This post is in response to Lala @ BooksandLala's 5 Things I Hate In YA video. She mentioned some great pet peeves in her video, so don't forget to check it out. I figured, the only way for people to truly understand my love for YA is to take in account of what I'm not looking for in a YA book.
DISCLAIMER: Before you read this, take into consideration than you and I have different reading tastes. My choices might be completely different from yours, that's fine! If you don't agree with something, simply keep it to yourself or leave. Please don't lash out at me :( Also let me know some of the concepts or themes you hate in YA. Some parts are highlighted for the sake of spoilers. Enjoy!
1. The Flawless Character
This gif explains the mentality of more than 50% of the YA characters I normally read about. Imperfections are perfect. As cheesy as that sounds, I believe that "perfect characters" have kind of become a cliche in YA literature. Authors think that if they make their characters too perfect, readers will call them out. But, on the other hand, if they make their characters flawed readers will also think their characters are annoying for that reason. I feel like it's important to find that balance of flaws. However some authors just miss the mark completely.
Flaws are what make the character so interesting. I personally love reading about a character's flaws more than what makes them great. Imperfections are what make a person human. The same thing goes for characters that are super cocky and over confident. Now that just annoys me. Some examples include:
2. Lack of Diversity
Diversity is a very controversial topic. It's kind of a raw and hard topic to touch upon but I will do my best for the sake of this post. I do consider myself apart of the minority. I don't get upset that my ethnicity and other minorities aren't expressed as much as the majority. I guess you could say I'm just disappointed that we're under-represented or misrepresented. What's up with all these stereotypes and labels? I don't feel like saying more because I know I'll start going on a rant and bashing some of my favorite authors *sniffles*
I'm not only talking about diversity in race and ethnicity. What about characters with physical and mental disabilities? One of my top books of 2015 was a book about a disabeled character in Not If I See You First by Eric Lindstrom. Parker Grant is blind but hell, she can see right through anyone. She's also more interesting that most of the YA characters I've ever read about because of her ability to hop over obstacles, and she's blind!! Here are some books that embrace diversity:
WHY DOES THIS EVEN EXIST?? Do authors think insta-love is favorable? It pisses me off when a book has so much potential to be superb but is ruined by a smidge of insta-love. What does insta-love bring to a story?? Absolutely nothing. It doesn't tell us anything about their relationship or why these two people are in love. It basically means two people falling for each other based off of attraction, which is so not romantic.

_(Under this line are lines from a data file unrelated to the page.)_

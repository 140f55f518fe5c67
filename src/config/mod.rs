//! # Event Bus Configuration
//!
//! [`EventBusConfig`] holds the defaults a bus applies to subscriptions that
//! do not specify their own priority or cancellation behaviour. [`Settings`]
//! is the loadable application configuration, see [`ConfigManager`].
//!
//! ## Usage
//!
//! ```rust
//! use event_bus::config::EventBusConfig;
//!
//! let config = EventBusConfig::builder()
//!     .priority(10)
//!     .accepts_cancelled(true)
//!     .build();
//!
//! assert_eq!(config.priority(), 10);
//! assert!(config.accepts_cancelled());
//!
//! // Derive a variant from an existing config
//! let quieter = config.to_builder().priority(-5).build();
//! assert_eq!(quieter.priority(), -5);
//! assert!(quieter.accepts_cancelled());
//! ```

pub mod loader;

use serde::{Deserialize, Serialize};

use crate::constants::defaults::{DEFAULT_ACCEPTS_CANCELLED, DEFAULT_PRIORITY};
use crate::constants::system::VALID_LOG_LEVELS;
use crate::error::{EventBusError, Result};

pub use loader::ConfigManager;

/// Subscription defaults of an event bus
#[derive(Debug, Clone, Copy, PartialEq, Eq, Hash, Serialize, Deserialize)]
#[serde(default)]
pub struct EventBusConfig {
    /// Priority given to subscriptions registered without one
    priority: i32,
    /// Whether subscriptions registered without the option receive cancelled events
    accepts_cancelled: bool,
}

impl EventBusConfig {
    pub fn builder() -> EventBusConfigBuilder {
        EventBusConfigBuilder::default()
    }

    pub fn to_builder(&self) -> EventBusConfigBuilder {
        EventBusConfigBuilder {
            priority: self.priority,
            accepts_cancelled: self.accepts_cancelled,
        }
    }

    pub fn priority(&self) -> i32 {
        self.priority
    }

    pub fn accepts_cancelled(&self) -> bool {
        self.accepts_cancelled
    }
}

impl Default for EventBusConfig {
    fn default() -> Self {
        Self {
            priority: DEFAULT_PRIORITY,
            accepts_cancelled: DEFAULT_ACCEPTS_CANCELLED,
        }
    }
}

/// Builder for [`EventBusConfig`]
#[derive(Debug, Clone)]
pub struct EventBusConfigBuilder {
    priority: i32,
    accepts_cancelled: bool,
}

impl Default for EventBusConfigBuilder {
    fn default() -> Self {
        Self {
            priority: DEFAULT_PRIORITY,
            accepts_cancelled: DEFAULT_ACCEPTS_CANCELLED,
        }
    }
}

impl EventBusConfigBuilder {
    pub fn priority(mut self, priority: i32) -> Self {
        self.priority = priority;
        self
    }

    pub fn accepts_cancelled(mut self, accepts_cancelled: bool) -> Self {
        self.accepts_cancelled = accepts_cancelled;
        self
    }

    pub fn build(self) -> EventBusConfig {
        EventBusConfig {
            priority: self.priority,
            accepts_cancelled: self.accepts_cancelled,
        }
    }
}

/// Logging options
#[derive(Debug, Clone, Default, PartialEq, Eq, Serialize, Deserialize)]
#[serde(default)]
pub struct LoggingConfig {
    /// Overrides the environment-derived level
    pub level: Option<String>,
    /// Emit JSON lines instead of human-readable output
    pub json: bool,
}

/// Root configuration loaded from file and environment
#[derive(Debug, Clone, Default, PartialEq, Eq, Serialize, Deserialize)]
#[serde(default)]
pub struct Settings {
    pub bus: EventBusConfig,
    pub logging: LoggingConfig,
}

impl Settings {
    pub fn validate(&self) -> Result<()> {
        if let Some(level) = &self.logging.level {
            if !VALID_LOG_LEVELS.contains(&level.to_ascii_lowercase().as_str()) {
                return Err(EventBusError::Validation(format!(
                    "logging.level '{level}' is not one of {VALID_LOG_LEVELS:?}"
                )));
            }
        }
        Ok(())
    }
}

#[cfg(test)]
mod tests {
    use super::*;

    #[test]
    fn test_defaults() {
        let config = EventBusConfig::default();
        assert_eq!(config.priority(), 0);
        assert!(!config.accepts_cancelled());
        assert_eq!(EventBusConfig::builder().build(), config);
    }

    #[test]
    fn test_to_builder_round_trips() {
        let config = EventBusConfig::builder()
            .priority(7)
            .accepts_cancelled(true)
            .build();
        assert_eq!(config.to_builder().build(), config);
    }

    #[test]
    fn test_settings_validation() {
        let mut settings = Settings::default();
        assert!(settings.validate().is_ok());

        settings.logging.level = Some("INFO".to_string());
        assert!(settings.validate().is_ok());

        settings.logging.level = Some("verbose".to_string());
        assert!(matches!(
            settings.validate(),
            Err(EventBusError::Validation(_))
        ));
    }

    #[test]
    fn test_partial_deserialization_uses_defaults() {
        let settings: Settings =
            serde_json::from_str(r#"{"bus": {"accepts_cancelled": true}}"#).unwrap();
        assert_eq!(settings.bus.priority(), 0);
        assert!(settings.bus.accepts_cancelled());
        assert!(!settings.logging.json);
    }
}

Don't get me wrong. Insta-love doesn't make a book bad. Like I stated above it doesn't add anything to the story and it just annoys some readers, including me. I'm gonna stop before I break my keyboard from this fuming anger... Books with insta-love:
4. A person with powers that make him/her invincible
You guys have probably never heard of this one before. This is my favorite qualm to talk about in YA literature, especially with books that include supernatural creatures, superpowers or even creative magic systems. Do authors feel like they have an obligation to make one species or character significantly better than everyone else? There probably will be one person that has a greater power than everybody else but saying this character is "the most powerful warlock in the world" or "the most pure person left alive" (ahem ahem I'm looking at you Tris from the Divergent series. 100% pure my foot!) doesn't really make this character so much better than the author claims him/her to be. It annoys me that they are even classified like this!
It's bad enough that we already have some YA supernatural books claiming that they there is a species of the oldest vampires that rule over all the other vampires. That just doesn't make sense to me because wouldn't the modern species of vampires have evolved so much from the old vampires?Does anyone else think about that, or is it just me? Books that fall have "invincible" characters:
5. Flip-flop love
Oh yes, Selena. We're so sick of the same old love as well! Sure, all characters have their right to love whoever they choose. We have no say in that. But when authors decided to flip flop between two different characters and make the one person indecisive between the two, there's going to be hell. LIKE SERIOUSLY MAKE UP YOUR DAMN MIND. Take the Shatter Me series by Tahereh Mafi for example. Juliet was dating Adam and yet, thinking of Warner all the time. She was with Adam when she knew in her heart that she loved Warner. Also Tahereh Mafi just had to make Adam seem like a total asshole when Juliet broke up with him.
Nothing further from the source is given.